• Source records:
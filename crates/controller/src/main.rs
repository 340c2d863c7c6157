mod actuator;
mod bus;
mod command;
mod config;
mod controller;
mod db;
mod error;
mod hardware;
mod schedule;
mod sensors;
mod sequencer;
mod settings;
mod sink;
mod state;
mod telemetry;
mod volume;
mod web;

use anyhow::Result;
use std::{env, sync::Arc};
use tokio::sync::RwLock;
use tracing::{error, info, warn};
use tracing_subscriber::EnvFilter;

use command::CommandContext;
use controller::Controller;
use db::{Db, LogRow};
use hardware::Hardware;
use schedule::Clock;
use sink::MetricsSink;
use state::SystemState;
use telemetry::UdpPublisher;

#[tokio::main]
async fn main() -> Result<()> {
    tracing_subscriber::fmt()
        .with_env_filter(
            EnvFilter::try_from_default_env()
                .unwrap_or_else(|_| EnvFilter::new("watering_controller=info")),
        )
        .init();

    // ── Env config ──────────────────────────────────────────────────
    let config_path = env::var("CONFIG_PATH").unwrap_or_else(|_| "config.toml".to_string());
    let db_url = env::var("DB_URL").unwrap_or_else(|_| "sqlite:watering.db?mode=rwc".to_string());
    let web_port: u16 = env::var("WEB_PORT")
        .ok()
        .and_then(|s| s.parse().ok())
        .unwrap_or(8081);

    let cfg = config::load_or_default(&config_path)?;
    let clock = Clock::from_config(cfg.controller.utc_offset_minutes)?;

    // ── Shared state (ephemeral, for /api/status) ───────────────────
    let state = SystemState::new().into_shared();

    // ── Metrics sink ────────────────────────────────────────────────
    let (sink, sink_rx) = MetricsSink::channel(cfg.sink.queue_capacity);

    // ── Database & settings ─────────────────────────────────────────
    let db = Db::connect(&db_url).await?;
    db.migrate().await?;

    let loaded = db.load_settings().await?;
    if loaded.stored == 0 {
        info!("settings store is empty, seeding defaults");
        db.put_all_settings(&loaded.settings).await?;
    } else {
        let mut st = state.write().await;
        for fault in &loaded.faults {
            fault.emit();
            st.record_fault(fault.to_string());
            sink.log(LogRow::from_fault("CFG", fault));
        }
    }
    let settings = Arc::new(RwLock::new(loaded.settings));

    let sink_handle = sink::spawn_writer(db.clone(), sink_rx, cfg.sink.clone());

    // ── Hardware ────────────────────────────────────────────────────
    let bus = hardware::build_bus(&cfg.hardware)?;
    let mut hw = Hardware::new(bus, cfg.sensors.clone());
    if let Err(e) = hw.fail_safe() {
        error!(error = %e, "initial fail-safe incomplete");
    }
    let hardware = hw.into_shared();

    state
        .write()
        .await
        .record_system(format!("controller started ({config_path}, {db_url})"));

    // ── Web server ──────────────────────────────────────────────────
    let ctx = CommandContext {
        settings: Arc::clone(&settings),
        hardware: Arc::clone(&hardware),
        state: Arc::clone(&state),
        db: db.clone(),
        sink: sink.clone(),
    };
    tokio::spawn(async move {
        if let Err(e) = web::serve(ctx, web_port).await {
            error!(error = %format!("{e:#}"), "web server stopped");
        }
    });

    // ── Telemetry ───────────────────────────────────────────────────
    let telemetry = if cfg.telemetry.enabled {
        match UdpPublisher::bind(&cfg.telemetry).await {
            Ok(p) => {
                info!(target = %p.target(), "telemetry broadcast enabled");
                Some(p)
            }
            Err(e) => {
                warn!(error = %format!("{e:#}"), "telemetry disabled");
                None
            }
        }
    } else {
        None
    };

    // ── Control loop ────────────────────────────────────────────────
    let controller = Controller::new(
        settings,
        hardware,
        state,
        sink,
        telemetry,
        &cfg.controller,
        clock,
    );
    controller
        .run(async {
            if let Err(e) = tokio::signal::ctrl_c().await {
                error!(error = %e, "failed to listen for ctrl-c");
                std::future::pending::<()>().await;
            }
            info!("ctrl-c received");
        })
        .await;

    sink_handle.shutdown().await;
    info!("shutdown complete");
    Ok(())
}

• WHAT NEEDS TO BE DONE: Copy out all lines above holding "error".

• EXERCISE RESPONSE:
mod error;
use tracing::{error, info, warn};
        error!(error = %e, "initial fail-safe incomplete");
            error!(error = %format!("{e:#}"), "web server stopped");
                warn!(error = %format!("{e:#}"), "telemetry disabled");
                error!(error = %e, "failed to listen for ctrl-c");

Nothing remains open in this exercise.